### Problem details
Find the string "Display" in the entries and copy each line that has it.

### Source data
#[async_trait]
impl NlpBackend for RuleBasedBackend {
    async fn annotate(&self, text: &str) -> Result<RawAnnotation, AnnotateError> {
        let ner = self.ner.clone();
        let re = self.re.clone();
        let text = text.to_string();

        // Regex scanning is CPU-bound; keep it off the async workers
        tokio::task::spawn_blocking(move || {
            let entities = ner.extract(&text);
            let relations = re.extract(&text, &entities);
            RawAnnotation {
                entities,
                relations,
            }
        })
        .await
        .map_err(|e| AnnotateError::Backend(format!("rule-based annotator failed: {e}")))
    }

    fn name(&self) -> &str {
        "rules"
    }
}

// ============================================================================
// Annotator
// ============================================================================

pub struct Annotator {
    context: Arc<AnnotatorContext>,
    retry: RetryPolicy,
}

impl Annotator {
    pub fn new(context: Arc<AnnotatorContext>, retry: RetryPolicy) -> Self {
        Self { context, retry }
    }

    pub fn context(&self) -> &Arc<AnnotatorContext> {
        &self.context
    }

    /// Annotate a document, retrying budget overruns and unreachable backends
    #[instrument(skip(self, document), fields(document_id = %document.id))]
    pub async fn annotate(&self, document: &Document) -> Result<Annotation, RetryFailure<AnnotateError>> {
        self.retry
            .retry("annotate", || self.annotate_once(document))
            .await
    }

    /// One budgeted pass of the backend over `document`
    pub async fn annotate_once(&self, document: &Document) -> Result<Annotation, AnnotateError> {
        let backend = self.context.backend().await?;
        let config = self.context.config();

        let raw = tokio::time::timeout(config.budget(), backend.annotate(&document.raw_text))
            .await
            .map_err(|_| AnnotateError::AnnotationTimeout {
                budget_ms: config.budget_ms,
            })??;

        let annotation = shape(document, raw, config.min_confidence);
        debug!(
            mentions = annotation.mentions.len(),
            relations = annotation.relations.len(),
            "Document annotated"
        );
        Ok(annotation)
    }
}

/// Turn raw backend output into mentions and relations of `document`.
///
/// Mentions below `min_confidence`, with spans outside the text, or with
/// blank surface text are dropped; of several mentions on one span the most
/// confident is kept. Relations whose arguments did not survive are dropped.
pub fn shape(document: &Document, raw: RawAnnotation, min_confidence: f32) -> Annotation {
    let text = &document.raw_text;

    let mut entities: Vec<ExtractedEntity> = raw
        .entities
        .into_iter()
        .filter(|e| e.confidence >= min_confidence && e.start < e.end)
        .filter(|e| {
            text.get(e.start..e.end)
                .map(|s| !s.trim().is_empty())
                .unwrap_or(false)
        })
        .collect();

    entities.sort_by(|a, b| {
        a.start
            .cmp(&b.start)
            .then(a.end.cmp(&b.end))
            .then(b.confidence.total_cmp(&a.confidence))
    });
    entities.dedup_by(|later, kept| later.start == kept.start && later.end == kept.end);

    let mentions: Vec<Mention> = entities
        .iter()
        .enumerate()
        .map(|(ordinal, e)| Mention {
            id: MentionId {
                document_id: document.id,
                ordinal: ordinal as u32,
            },
            document_id: document.id,
            surface_text: text[e.start..e.end].to_string(),
            span: Span::new(e.start, e.end),
            entity_type: e.entity_type,
            confidence: e.confidence,
        })
        .collect();

    let mut relations: BTreeMap<(MentionId, String, MentionId), f32> = BTreeMap::new();
    for relation in raw.relations {
        if relation.confidence < min_confidence || relation.predicate.trim().is_empty() {
            continue;
        }
        let (Some(subject), Some(object)) = (
            locate(&mentions, &relation.subject),
            locate(&mentions, &relation.object),
        ) else {
            continue;
        };
        if subject == object {
            continue;
        }

        let confidence = relations
            .entry((subject, relation.predicate, object))
            .or_insert(relation.confidence);
        *confidence = confidence.max(relation.confidence);
    }

    Annotation {
        document_id: document.id,
        mentions,
        relations: relations
            .into_iter()
            .map(|((subject, predicate, object), confidence)| CandidateRelation {
                subject,
                predicate,
                object,
                confidence,
            })
            .collect(),
    }
}

/// The mention of the same type that overlaps `entity` the most
fn locate(mentions: &[Mention], entity: &ExtractedEntity) -> Option<MentionId> {
    mentions
        .iter()
        .filter(|m| m.entity_type == entity.entity_type)
        .filter(|m| m.span.start < entity.end && entity.start < m.span.end)
        .max_by_key(|m| m.span.end.min(entity.end) - m.span.start.max(entity.start))
        .map(|m| m.id)
}
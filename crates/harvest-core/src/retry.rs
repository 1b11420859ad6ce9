//! Retry policy with exponential backoff and jitter
//!
//! One policy object is shared by the Fetcher, the Annotator and the
//! GraphWriter; each stage supplies its own bounds through `RetryConfig`.

use std::future::Future;
use std::time::Duration;

use rand::Rng;
use tokio::time::sleep;
use tracing::{info, warn};

use crate::{Classify, RetryConfig};

/// Bounded retry with exponential backoff
#[derive(Debug, Clone, PartialEq)]
pub struct RetryPolicy {
    max_retries: u32,
    base_delay: Duration,
    max_delay: Duration,
    jitter: Duration,
}

/// A call that did not succeed within the policy's bounds
#[derive(Debug)]
pub struct RetryFailure<E> {
    /// The last error observed
    pub error: E,
    /// How many times the operation ran
    pub attempts: u32,
    /// True when the error was retryable but the attempt budget ran out
    pub exhausted: bool,
}

impl<E> RetryFailure<E> {
    pub fn into_inner(self) -> E {
        self.error
    }
}

impl<E: std::fmt::Display> std::fmt::Display for RetryFailure<E> {
    fn fmt(&self, f: &mut std::fmt::Formatter<'_>) -> std::fmt::Result {
        if self.exhausted {
            write!(f, "{} (gave up after {} attempts)", self.error, self.attempts)
        } else {
            write!(f, "{}", self.error)
        }
    }
}

impl RetryPolicy {
    pub fn new(max_retries: u32, base_delay: Duration, max_delay: Duration) -> Self {
        Self {
            max_retries,
            base_delay,
            max_delay,
            jitter: Duration::ZERO,
        }
    }

    /// A policy that runs the operation exactly once
    pub fn no_retry() -> Self {
        Self::new(0, Duration::ZERO, Duration::ZERO)
    }

    pub fn with_jitter(mut self, jitter: Duration) -> Self {
        self.jitter = jitter;
        self
    }

    pub fn max_retries(&self) -> u32 {
        self.max_retries
    }

    /// Upper bound on how many times an operation runs
    pub fn max_attempts(&self) -> u32 {
        self.max_retries.saturating_add(1)
    }

    /// Delay before retry number `retry` (1-based), without jitter
    pub fn backoff(&self, retry: u32) -> Duration {
        let exponent = retry.saturating_sub(1).min(31);
        let factor = 1u32 << exponent;
        self.base_delay
            .checked_mul(factor)
            .unwrap_or(self.max_delay)
            .min(self.max_delay)
    }

    fn delay_for(&self, retry: u32) -> Duration {
        let mut delay = self.backoff(retry);
        let jitter_ms = self.jitter.as_millis() as u64;
        if jitter_ms > 0 {
            delay += Duration::from_millis(rand::thread_rng().gen_range(0..=jitter_ms));
        }
        delay
    }

    /// Retry errors the error type itself classifies as transient
    pub async fn retry<F, Fut, T, E>(&self, operation: &str, f: F) -> Result<T, RetryFailure<E>>
    where
        F: FnMut() -> Fut,
        Fut: Future<Output = Result<T, E>>,
        E: Classify + std::fmt::Display,
    {
        self.retry_if(operation, |e: &E| e.is_retryable(), f).await
    }

    /// Retry errors matching `should_retry`
    pub async fn retry_if<F, Fut, T, E, P>(
        &self,
        operation: &str,
        should_retry: P,
        mut f: F,
    ) -> Result<T, RetryFailure<E>>
    where
        F: FnMut() -> Fut,
        Fut: Future<Output = Result<T, E>>,
        E: std::fmt::Display,
        P: Fn(&E) -> bool,
    {
        let mut attempt: u32 = 0;

        loop {
            attempt += 1;
            match f().await {
                Ok(value) => {
                    if attempt > 1 {
                        info!(operation, attempts = attempt, "Operation succeeded after retries");
                    }
                    return Ok(value);
                }
                Err(error) => {
                    if !should_retry(&error) {
                        return Err(RetryFailure {
                            error,
                            attempts: attempt,
                            exhausted: false,
                        });
                    }

                    if attempt > self.max_retries {
                        warn!(
                            operation,
                            attempts = attempt,
                            error = %error,
                            "Operation failed after max retries"
                        );
                        return Err(RetryFailure {
                            error,
                            attempts: attempt,
                            exhausted: true,
                        });
                    }

                    let delay = self.delay_for(attempt);
                    warn!(
                        operation,
                        attempt,
                        max_retries = self.max_retries,
                        backoff_ms = delay.as_millis() as u64,
                        error = %error,
                        "Operation failed, retrying"
                    );
                    sleep(delay).await;
                }
            }
        }
    }
}

impl Default for RetryPolicy {
    fn default() -> Self {
        Self::from(&RetryConfig::default())
    }
}

impl From<&RetryConfig> for RetryPolicy {
    fn from(config: &RetryConfig) -> Self {
        Self::new(
            config.max_retries,
            Duration::from_millis(config.base_delay_ms),
            Duration::from_millis(config.max_delay_ms),
        )
        .with_jitter(Duration::from_millis(config.jitter_ms))
    }
}

#[cfg(test)]
mod tests {
    use super::*;
    use crate::ErrorClass;
    use std::sync::atomic::{AtomicU32, Ordering};

    #[derive(Debug)]
    struct TestError(ErrorClass);

    impl std::fmt::Display for TestError {
        fn fmt(&self, f: &mut std::fmt::Formatter<'_>) -> std::fmt::Result {
            write!(f, "test error ({})", self.0)
        }
    }

    impl Classify for TestError {
        fn class(&self) -> ErrorClass {
            self.0
        }
    }

    fn fast_policy(max_retries: u32) -> RetryPolicy {
        RetryPolicy::new(max_retries, Duration::from_millis(1), Duration::from_millis(2))
    }

    #[test]
    fn test_backoff_doubles_and_caps() {
        let policy = RetryPolicy::new(10, Duration::from_millis(100), Duration::from_millis(1000));
        assert_eq!(policy.backoff(1), Duration::from_millis(100));
        assert_eq!(policy.backoff(2), Duration::from_millis(200));
        assert_eq!(policy.backoff(3), Duration::from_millis(400));
        assert_eq!(policy.backoff(5), Duration::from_millis(1000));
        assert_eq!(policy.backoff(40), Duration::from_millis(1000));
    }

    #[tokio::test]
    async fn test_transient_error_attempted_max_retries_plus_one() {
        let calls = AtomicU32::new(0);
        let policy = fast_policy(3);

        let result: Result<(), _> = policy
            .retry("always_fails", || async {
                calls.fetch_add(1, Ordering::SeqCst);
                Err(TestError(ErrorClass::TransientIO))
            })
            .await;

        let failure = result.unwrap_err();
        assert_eq!(calls.load(Ordering::SeqCst), 4);
        assert_eq!(failure.attempts, 4);
        assert!(failure.exhausted);
    }

    #[tokio::test]
    async fn test_non_retryable_error_surfaces_immediately() {
        let calls = AtomicU32::new(0);
        let policy = fast_policy(5);

        let result: Result<(), _> = policy
            .retry("blocked", || async {
                calls.fetch_add(1, Ordering::SeqCst);
                Err(TestError(ErrorClass::InputError))
            })
            .await;

        let failure = result.unwrap_err();
        assert_eq!(calls.load(Ordering::SeqCst), 1);
        assert!(!failure.exhausted);
    }

    #[tokio::test]
    async fn test_recovers_after_transient_failures() {
        let calls = AtomicU32::new(0);
        let policy = fast_policy(3);

        let result = policy
            .retry("flaky", || async {
                let n = calls.fetch_add(1, Ordering::SeqCst);
                if n < 2 {
                    Err(TestError(ErrorClass::TransientIO))
                } else {
                    Ok(n)
                }
            })
            .await;

        assert_eq!(result.unwrap(), 2);
        assert_eq!(calls.load(Ordering::SeqCst), 3);
    }

    #[tokio::test]
    async fn test_custom_predicate() {
        let calls = AtomicU32::new(0);
        let policy = fast_policy(2);

        let result: Result<(), _> = policy
            .retry_if(
                "tooling",
                |e: &TestError| e.0 == ErrorClass::ToolingError,
                || async {
                    calls.fetch_add(1, Ordering::SeqCst);
                    Err(TestError(ErrorClass::ToolingError))
                },
            )
            .await;

        assert!(result.unwrap_err().exhausted);
        assert_eq!(calls.load(Ordering::SeqCst), 3);
    }

    #[test]
    fn test_from_config() {
        let config = RetryConfig {
            max_retries: 2,
            base_delay_ms: 10,
            max_delay_ms: 50,
            jitter_ms: 0,
        };
        let policy = RetryPolicy::from(&config);
        assert_eq!(policy.max_attempts(), 3);
        assert_eq!(policy.backoff(3), Duration::from_millis(40));
        assert_eq!(policy.backoff(4), Duration::from_millis(50));
    }
}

### Expected output
impl<E: std::fmt::Display> std::fmt::Display for RetryFailure<E> {
        E: Classify + std::fmt::Display,
        E: std::fmt::Display,
    impl std::fmt::Display for TestError {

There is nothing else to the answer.